Near Earth asteroids, like Itokawa (imaged here by Japan's Hayabusa mission) may be nothing more than loose rubble piles and strongly shaken up by close encounters with Earth.

Near Earth asteroids, like Itokawa (imaged here by Japan's Hayabusa mission) may be nothing more than loose rubble piles that can be severely shaken up by close encounters with Earth. (ISAS, JAXA)

Late one night a couple of years ago I found myself in the Green Building, the signature high rise that towers over the MIT campus––where I was watching asteroids with Rick Binzel.   

Binzel is a consummate asteroid lover.  He has studied them for years with a passion that reminds us there are many more worlds in the solar system than the eight or nine planets whose names we learned in elementary school.

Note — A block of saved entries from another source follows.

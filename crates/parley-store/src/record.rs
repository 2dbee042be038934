use async_trait::async_trait;
use serde::{de::DeserializeOwned, Serialize};

use crate::error::{Result, StoreError};
use crate::locks::KeyLocks;

/// A storable domain record: serde-round-trippable with a stable string id.
pub trait Record: Clone + Send + Sync + Serialize + DeserializeOwned + 'static {
    fn id(&self) -> &str;
}

/// Generic record store.
///
/// Two backends implement this contract: [`MemoryStore`](crate::MemoryStore)
/// (default, insertion-ordered) and [`SqliteStore`](crate::SqliteStore). The
/// public behavior is identical except that the SQLite backend may return
/// [`StoreError::Transient`], which callers retry.
#[async_trait]
pub trait Store<T: Record>: Send + Sync {
    /// Fetch a record by id.
    async fn get(&self, id: &str) -> Result<Option<T>>;

    /// All records, in insertion order.
    async fn get_all(&self) -> Result<Vec<T>>;

    /// Records matching `predicate`, in insertion order.
    async fn find(&self, predicate: &(dyn for<'a> Fn(&'a T) -> bool + Send + Sync)) -> Result<Vec<T>>;

    /// Insert a new record. Fails with [`StoreError::Duplicate`] when the id
    /// is already present.
    async fn create(&self, record: T) -> Result<T>;

    /// Shallow-merge `patch` into the stored record and return the result.
    ///
    /// Patch keys use the record's wire casing (camelCase); top-level keys
    /// replace wholesale — nested objects are not merged recursively.
    async fn update(&self, id: &str, patch: serde_json::Value) -> Result<T>;

    /// Remove a record. Returns whether anything was deleted.
    async fn delete(&self, id: &str) -> Result<bool>;

    async fn size(&self) -> Result<usize>;

    async fn clear(&self) -> Result<()>;

    /// Advisory per-key locks scoped to this store. Callers serialize
    /// compound read-modify-write sequences through these.
    fn locks(&self) -> &KeyLocks;
}

/// Shallow-merge a JSON object patch into a record.
///
/// Fails when the patch is not an object or when the merged document no
/// longer deserializes into `T` (e.g. a patch nulling a required field).
pub(crate) fn shallow_merge<T: Record>(current: &T, patch: &serde_json::Value) -> Result<T> {
    let patch_map = patch
        .as_object()
        .ok_or_else(|| StoreError::InvalidPatch("patch must be a JSON object".to_string()))?;

    let mut base = serde_json::to_value(current)?;
    let base_map = base
        .as_object_mut()
        .ok_or_else(|| StoreError::InvalidPatch("record is not a JSON object".to_string()))?;

    for (key, value) in patch_map {
        base_map.insert(key.clone(), value.clone());
    }

    serde_json::from_value(base)
        .map_err(|e| StoreError::InvalidPatch(format!("merged record invalid: {e}")))
}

The asteroids he showed me that night were nothing more than dim blips on a video screen.  Our view was a live connection to NASA’s Infrared Telescope Facility on Mauna Kea in Hawaii, which Binzel uses remotely to study Near Earth Asteroids (NEA’s), small asteroids that pass near—sometimes uncomfortably near—to our planet. There are thousands of NEAs out there, silently parading by in the shadows. Binzel is motivated to study these wayward drifters because he finds their many puzzles and quirks utterly fascinating. They also have the potential to dramatically disrupt the course of life on Earth.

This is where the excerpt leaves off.